The Senator's
Breakfast
Janet Kieffer
The campaign bus is like
a big boat on wheels on snow-covered roads, with food, beds, and a bathroom.
The Senator fogs the passenger window with his breath, his protruding teeth
long as a beaver’s; he is on the road to running for President.
The red, white, and blue bus leans a little on the hairpin turns of rural
New Hampshire roads, and his campaign staff yells out whhoooaa! when this
happens, especially when it happens at cocktail hour.
The Senator’s campaign manager
is a young woman named Sally. Her strong perfume permeates the upholstery
of the bus, and she deftly balances her wine cooler in the plastic cup
when they round these turns. Sometimes the bus brushes the overhanging
limbs of hardwoods bending in the crisp snow; sometimes the branches snap,
and sticks and sparkling wisps of snow cascade past the window.
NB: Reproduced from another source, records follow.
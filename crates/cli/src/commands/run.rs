//! `citycode run`: one task, or a line-per-task interactive loop.

use super::{CliResult, default_provider, load_config, open_trace_sink};
use citycode_agent::{ContextMode, PromptBuilder, StaticContext, TaskOrchestrator};
use citycode_config::{AgentRole, AppConfig};
use citycode_telemetry::EventSink;
use std::io::Write;
use std::path::{Path, PathBuf};
use std::sync::Arc;
use tokio::io::{AsyncBufReadExt, BufReader};

pub async fn run(
    config_path: Option<&Path>,
    prompt: Option<String>,
    context_mode: Option<String>,
    context_file: Option<PathBuf>,
) -> CliResult {
    let config = load_config(config_path)?;
    let mode: ContextMode = context_mode
        .as_deref()
        .unwrap_or(&config.agent.context_mode)
        .parse()?;

    let (sink, trace_path) = open_trace_sink(&config, "trace")?;
    if let Some(path) = &trace_path {
        eprintln!("  Trace: {}", path.display());
    }

    let orchestrator = build_orchestrator(&config, mode, context_file.as_deref(), sink).await?;

    if let Some(prompt) = prompt {
        eprint!("  Thinking...");
        let result = orchestrator.execute_task(&prompt).await;
        eprint!("\r              \r");
        println!("{}", result?);
        return Ok(());
    }

    println!();
    println!("  citycode: interactive mode");
    println!();
    println!("  Provider:  {}", config.default_provider);
    println!("  Model:     {}", config.default_model);
    println!("  Context:   {mode}");
    println!();
    println!("  Type a task and press Enter. Type 'exit' or 'quit' to leave.");
    println!();

    let mut lines = BufReader::new(tokio::io::stdin()).lines();
    loop {
        print!("  You > ");
        std::io::stdout().flush()?;

        let Some(line) = lines.next_line().await? else {
            break;
        };
        let line = line.trim();
        if line.is_empty() {
            continue;
        }
        if is_exit(line) {
            break;
        }

        eprint!("  ...");
        let result = orchestrator.execute_task(line).await;
        eprint!("\r     \r");
        match result {
            Ok(answer) => {
                println!();
                for l in answer.lines() {
                    println!("  Agent > {l}");
                }
                println!();
            }
            Err(e) => {
                eprintln!("  [Error] {e}");
                println!();
            }
        }
    }

    println!();
    println!("  Goodbye!");
    Ok(())
}

fn is_exit(line: &str) -> bool {
    line.eq_ignore_ascii_case("exit") || line.eq_ignore_ascii_case("quit")
}

async fn build_orchestrator(
    config: &AppConfig,
    mode: ContextMode,
    context_file: Option<&Path>,
    sink: Arc<dyn EventSink>,
) -> CliResult<TaskOrchestrator> {
    let provider = default_provider(config)?;
    let tools = Arc::new(citycode_tools::default_registry(&config.tools));
    let memory = citycode_memory::open_store(&config.memory.backend, config.memory.path.clone()).await?;

    let mut builder = PromptBuilder::new(mode);
    if let Some(prompt) = &config.agent.system_prompt {
        builder = builder.with_system_prompt(prompt);
    }

    let mut orchestrator = TaskOrchestrator::new(provider, tools, memory, sink)
        .with_prompt_builder(builder)
        .with_llm(config.resolve_llm(AgentRole::Default))
        .with_agent_config(&config.agent)
        .with_concurrency(config.batch.concurrency);

    if let Some(path) = context_file {
        let text = std::fs::read_to_string(path)
            .map_err(|e| format!("Failed to read context file {}: {e}", path.display()))?;
        orchestrator = orchestrator.with_context(Arc::new(StaticContext::new("file", text)));
    }

    Ok(orchestrator)
}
He always smiles for cameras.
A news commentator once referred to him as an idiot savant in tortoise
shell glasses, but this didn’t bother the Senator. It’s morning now,
and the video crew will be waiting for them. The one thing the Senator
feels uncomfortable with, he says to Sally, is having his picture taken.
It’s a little awkward. It doesn’t seem real or right somehow, especially
when you’re in politics.
“You have to do it,” she
says, shaking her head. “Now I know you don’t like it but you have
to do it. Promote, promote, promote.” She’s holding her cup
of coffee, and his, as he brushes his moussed gray hair in place and straightens
his tie. An aide to the Senator, an intern from Amherst, holds a
mirror up for him. “No wonder I don’t like the pictures,” he says,
but he smiles into the mirror. He can never remember the intern’s name.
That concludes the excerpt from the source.